What is an interim measure (or Rule 39 order) of the European Court of Human Rights?
Interim measures are typically requested where a person faces a risk to their life or a risk that they may suffer torture or inhuman or degrading treatment, for example, when they are imprisoned, or if they are sent to another country.
Interim measures only apply for a limited amount of time. They do not decide the outcome of the case: they only seek to prevent irreversible harm while the case is ongoing. Neither the person seeking the interim measure nor the state concerned can appeal the ECtHR’s decision to refuse or issue an interim measure.
An interim measure secured the evacuation of Russian opposition leader Alexei Navalny to Germany in 2020 after he had been poisoned with a nerve agent. Others were issued in cases lodged by two British prisoners of war who had fought with the Ukrainian armed forces and were seeking to escape a Russian death sentence in Russian-occupied eastern Ukraine.
An interim measure issued in June 2022 prevented the removal of a person to Rwanda as part of the UK-Rwanda asylum transfer agreement. The interim measure said that the person should not be removed until after a final decision had been made by the UK courts, out of concern that the person would not have a fair hearing in Rwanda on their asylum claim.

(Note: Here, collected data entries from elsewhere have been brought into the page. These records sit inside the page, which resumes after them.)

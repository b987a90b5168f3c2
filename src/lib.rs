//! oxidemap - an interactive map of oxide values for geologic samples
//!
//! Loads a CSV table of samples from the Banda Arc craton, lets the user pick
//! one oxide column, and renders the sample locations on a slippy map with
//! marker colors keyed to a colorbar legend.
//!
//! ## Architecture
//!
//! - `dataset`: CSV ingest with up-front column validation
//! - `colormap`: value range + anchor-interpolated palette (ValueColorMapper)
//! - `scene`: the single pure recompute step from selection to markers
//! - `map_view`: walkers map, marker clustering, and the fixed decorations
//! - `colorbar`: the static gradient legend
//! - `app`: eframe shell tying the panels together

pub mod app;
pub mod colorbar;
pub mod colormap;
pub mod dataset;
pub mod map_view;
pub mod oxide;
pub mod scene;

pub use app::OxideMapApp;
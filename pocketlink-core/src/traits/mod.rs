//! Hardware abstraction traits
//!
//! These traits define the interface between the bridge logic and the
//! board-specific line drivers.

pub mod bus;

pub use bus::{InputLine, OutputLine, SharpBus};
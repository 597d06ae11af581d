//! ASCII control bytes used on the host link

/// Start of heading
pub const SOH: u8 = 0x01;
/// Start of text: opens a frame
pub const STX: u8 = 0x02;
/// End of text: closes a frame
pub const ETX: u8 = 0x03;
/// Acknowledge: command succeeded
pub const ACK: u8 = 0x06;
/// Data link escape: next byte is literal
pub const DLE: u8 = 0x10;
/// Device control 1 (XON): flow-control credit
pub const DC1: u8 = 0x11;
/// Negative acknowledge: command failed, error code follows
pub const NAK: u8 = 0x15;
/// Synchronous idle: link resynchronization
pub const SYN: u8 = 0x16;
/// Cancel the running command
pub const CAN: u8 = 0x18;

/// Every byte with a protocol meaning. These never appear unescaped
/// inside a frame.
pub const RESERVED: [u8; 9] = [SOH, STX, ETX, ACK, DLE, DC1, NAK, SYN, CAN];

/// Check whether a payload byte must be escaped
pub const fn is_reserved(byte: u8) -> bool {
    matches!(byte, SOH | STX | ETX | ACK | DLE | DC1 | NAK | SYN | CAN)
}

#[cfg(test)]
mod tests {
    use super::*;

    #[test]
    fn test_reserved_table_matches_predicate() {
        for byte in 0..=u8::MAX {
            assert_eq!(is_reserved(byte), RESERVED.contains(&byte), "byte {byte:#04x}");
        }
    }
}
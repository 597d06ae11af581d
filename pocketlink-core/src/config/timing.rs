//! Timing contract
//!
//! Every bounded wait in the bridge reads its limit from here. Once a set of
//! values ships in `bridge.toml`, host tooling depends on it.

#[cfg(feature = "serde")]
use serde::{Deserialize, Serialize};

/// Longest settle delay accepted by validation
pub const MAX_SETTLE_US: u32 = 1_000;

/// Bus and host timing parameters
#[derive(Debug, Clone, Copy, PartialEq, Eq)]
#[cfg_attr(feature = "defmt", derive(defmt::Format))]
#[cfg_attr(feature = "serde", derive(Serialize, Deserialize))]
#[cfg_attr(feature = "serde", serde(default))]
pub struct TimingConfig {
    /// Default wait for one host byte (ms)
    pub host_byte_timeout_ms: u32,
    /// Wait for the host's answer to a forwarded disk command (ms)
    pub host_response_timeout_ms: u32,
    /// Bound on a single BUSY edge wait (µs)
    pub handshake_timeout_us: u32,
    /// Data line settle time before sampling or strobing (µs)
    pub settle_us: u32,
    /// Poll step inside bounded waits (µs)
    pub poll_interval_us: u32,
    /// Wait for XOUT before a disk command (ms)
    pub disk_command_timeout_ms: u32,
    /// Wait for the first tape tone on save (ms)
    pub tape_start_timeout_ms: u32,
    /// Silence that ends a tape recording (ms)
    pub tape_silence_ms: u32,
}

impl TimingConfig {
    pub const DEFAULT: Self = Self {
        host_byte_timeout_ms: 1_000,
        host_response_timeout_ms: 5_000,
        handshake_timeout_us: 50_000,
        settle_us: 10,
        poll_interval_us: 2,
        disk_command_timeout_ms: 2_000,
        tape_start_timeout_ms: 60_000,
        tape_silence_ms: 100,
    };

    /// Check the invariants between the values
    pub fn validate(&self) -> Result<(), ConfigError> {
        if self.host_byte_timeout_ms == 0 {
            return Err(ConfigError::ZeroTimeout);
        }
        if self.handshake_timeout_us == 0 {
            return Err(ConfigError::ZeroTimeout);
        }
        // The disk bridge interleaves one device handshake with one host
        // send, so the device must give up before the host does.
        if u64::from(self.handshake_timeout_us) >= u64::from(self.host_byte_timeout_ms) * 1000 {
            return Err(ConfigError::HandshakeExceedsHostTimeout);
        }
        if self.settle_us > MAX_SETTLE_US {
            return Err(ConfigError::SettleTooLong);
        }
        if self.poll_interval_us == 0 || self.poll_interval_us >= self.handshake_timeout_us {
            return Err(ConfigError::InvalidPollInterval);
        }
        if self.tape_silence_ms == 0 {
            return Err(ConfigError::ZeroTimeout);
        }
        Ok(())
    }
}

impl Default for TimingConfig {
    fn default() -> Self {
        Self::DEFAULT
    }
}

/// Complete bridge configuration
#[derive(Debug, Clone, Copy, PartialEq, Eq)]
#[cfg_attr(feature = "defmt", derive(defmt::Format))]
#[cfg_attr(feature = "serde", derive(Serialize, Deserialize))]
#[cfg_attr(feature = "serde", serde(default))]
pub struct BridgeConfig {
    pub timing: TimingConfig,
    /// Sound the beeper when a command fails with a bus fault
    pub beep_on_fault: bool,
}

impl BridgeConfig {
    pub const DEFAULT: Self = Self {
        timing: TimingConfig::DEFAULT,
        beep_on_fault: true,
    };

    pub fn validate(&self) -> Result<(), ConfigError> {
        self.timing.validate()
    }
}

impl Default for BridgeConfig {
    fn default() -> Self {
        Self::DEFAULT
    }
}

/// Configuration validation errors
#[derive(Debug, Clone, Copy, PartialEq, Eq)]
#[cfg_attr(feature = "defmt", derive(defmt::Format))]
pub enum ConfigError {
    /// A timeout is zero
    ZeroTimeout,
    /// handshake_timeout_us is not below host_byte_timeout_ms
    HandshakeExceedsHostTimeout,
    /// settle_us above MAX_SETTLE_US
    SettleTooLong,
    /// poll_interval_us is zero or not below the handshake timeout
    InvalidPollInterval,
}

There is a high bar for applicants to prove that the interim measure is necessary, and requests are often refused by the ECtHR.
Combining figures for 2017-19 and 2020-22, the Court received 597 requests for interim measures in UK cases, of which it granted 14, i.e. it issued urgent orders in response to around 5% of requests, an average of just over two per year. This was the 14th lowest compared to the other 46 Council of Europe states.